Read through the data, and wherever a line holds the word "password", write that line out.

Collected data
<<<<

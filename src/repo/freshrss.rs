//! Sync pipeline for FreshRSS accounts.
//!
//! State rides along with the items here: the category sentinels on each
//! pulled item carry read/starred, so there is no separate state table to
//! rebuild. Pending local changes go up first as batched `edit-tag` calls,
//! and the watermark is the wall-clock start of the sync rather than an
//! item id.

use anyhow::Result;
use chrono::Utc;
use reqwest::Client;

use crate::api::freshrss::adapters::{STATE_READ, STATE_STARRED};
use crate::api::freshrss::FreshRssClient;
use crate::api::SyncError;
use crate::repo::{insert_grouped_items, SyncSummary};
use crate::storage::{Account, Database, StatePolicy};

/// How many items one stream call asks for. Large enough that the initial
/// backlog fits in a single page on typical instances.
const ITEM_PAGE_SIZE: usize = 1000;

pub(crate) async fn sync(db: &Database, client: &Client, account: &Account) -> Result<SyncSummary> {
    let url = account
        .url
        .as_deref()
        .ok_or(SyncError::MissingCredentials("url"))?;
    let login = account
        .login
        .as_deref()
        .ok_or(SyncError::MissingCredentials("login"))?;
    let password = account
        .password
        .as_deref()
        .ok_or(SyncError::MissingCredentials("password"))?;

    let mut api = FreshRssClient::new(client.clone(), url);

    // Reuse the stored session token, logging in again when it is missing
    // or no longer honored. user-info doubles as the token probe.
    let user = match &account.token {
        Some(token) => {
            api.set_token(token.clone());
            match api.user_info().await {
                Ok(user) => user,
                Err(SyncError::HttpStatus(401) | SyncError::Auth(_)) => {
                    let token = api.login(login, password).await?;
                    db.update_account_token(account.id, &token).await?;
                    api.user_info().await?
                }
                Err(e) => return Err(e.into()),
            }
        }
        None => {
            let token = api.login(login, password).await?;
            db.update_account_token(account.id, &token).await?;
            api.user_info().await?
        }
    };
    if user.user_name != account.name {
        db.update_account_name(account.id, &user.user_name).await?;
    }

    // The write token is short-lived; fetch a fresh one every sync.
    let write_token = api.fetch_write_token().await?;
    db.update_account_write_token(account.id, &write_token)
        .await?;

    let mut summary = SyncSummary {
        account_id: account.id,
        ..SyncSummary::default()
    };

    summary.marks_pushed = push_marks(db, &api, account).await?;

    let folders = api.folders().await?;
    summary.folders = folders.len();
    db.upsert_remote_folders(account.id, &folders).await?;

    let feeds = api.feeds().await?;
    summary.feeds = feeds.len();
    let folder_map = db.folder_ids_by_remote(account.id).await?;
    db.upsert_remote_feeds(account.id, &feeds, &folder_map)
        .await?;

    // Taking the watermark before the pull leans toward re-fetching an
    // item over missing one crawled mid-sync; re-inserts are ignored.
    let sync_start = Utc::now().timestamp();

    let items = if account.last_modified == 0 {
        // First sync. The reading-list page misses starred items older
        // than the page, so pull the starred stream too; overlap
        // collapses on insert.
        let mut items = api.items(ITEM_PAGE_SIZE, None).await?;
        items.extend(api.starred_items(ITEM_PAGE_SIZE).await?);
        items
    } else {
        api.items(ITEM_PAGE_SIZE, Some(account.last_modified))
            .await?
    };

    summary.items_inserted =
        insert_grouped_items(db, account.id, items, StatePolicy::Reconcile).await?;
    db.update_account_last_modified(account.id, sync_start)
        .await?;

    Ok(summary)
}

/// Pushes pending local changes as four batched `edit-tag` calls, then
/// clears the pending flags.
async fn push_marks(db: &Database, api: &FreshRssClient, account: &Account) -> Result<usize> {
    let (read, unread) = split_flagged(db.read_changes(account).await?);
    let (starred, unstarred) = split_flagged(db.starred_changes(account).await?);
    let pushed = read.len() + unread.len() + starred.len() + unstarred.len();

    api.edit_tags(&read, Some(STATE_READ), None).await?;
    api.edit_tags(&unread, None, Some(STATE_READ)).await?;
    api.edit_tags(&starred, Some(STATE_STARRED), None).await?;
    api.edit_tags(&unstarred, None, Some(STATE_STARRED)).await?;

    db.reset_sync_flags(account.id).await?;
    Ok(pushed)
}

/// Splits pending changes into the ids whose flag went on and those whose
/// flag went off.
fn split_flagged(changes: Vec<(String, bool)>) -> (Vec<String>, Vec<String>) {
    let mut on = Vec::new();
    let mut off = Vec::new();
    for (remote_id, flag) in changes {
        if flag {
            on.push(remote_id);
        } else {
            off.push(remote_id);
        }
    }
    (on, off)
}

>>>>

• _Completed task_
    let password = account
        .password
        .ok_or(SyncError::MissingCredentials("password"))?;
                    let token = api.login(login, password).await?;
            let token = api.login(login, password).await?;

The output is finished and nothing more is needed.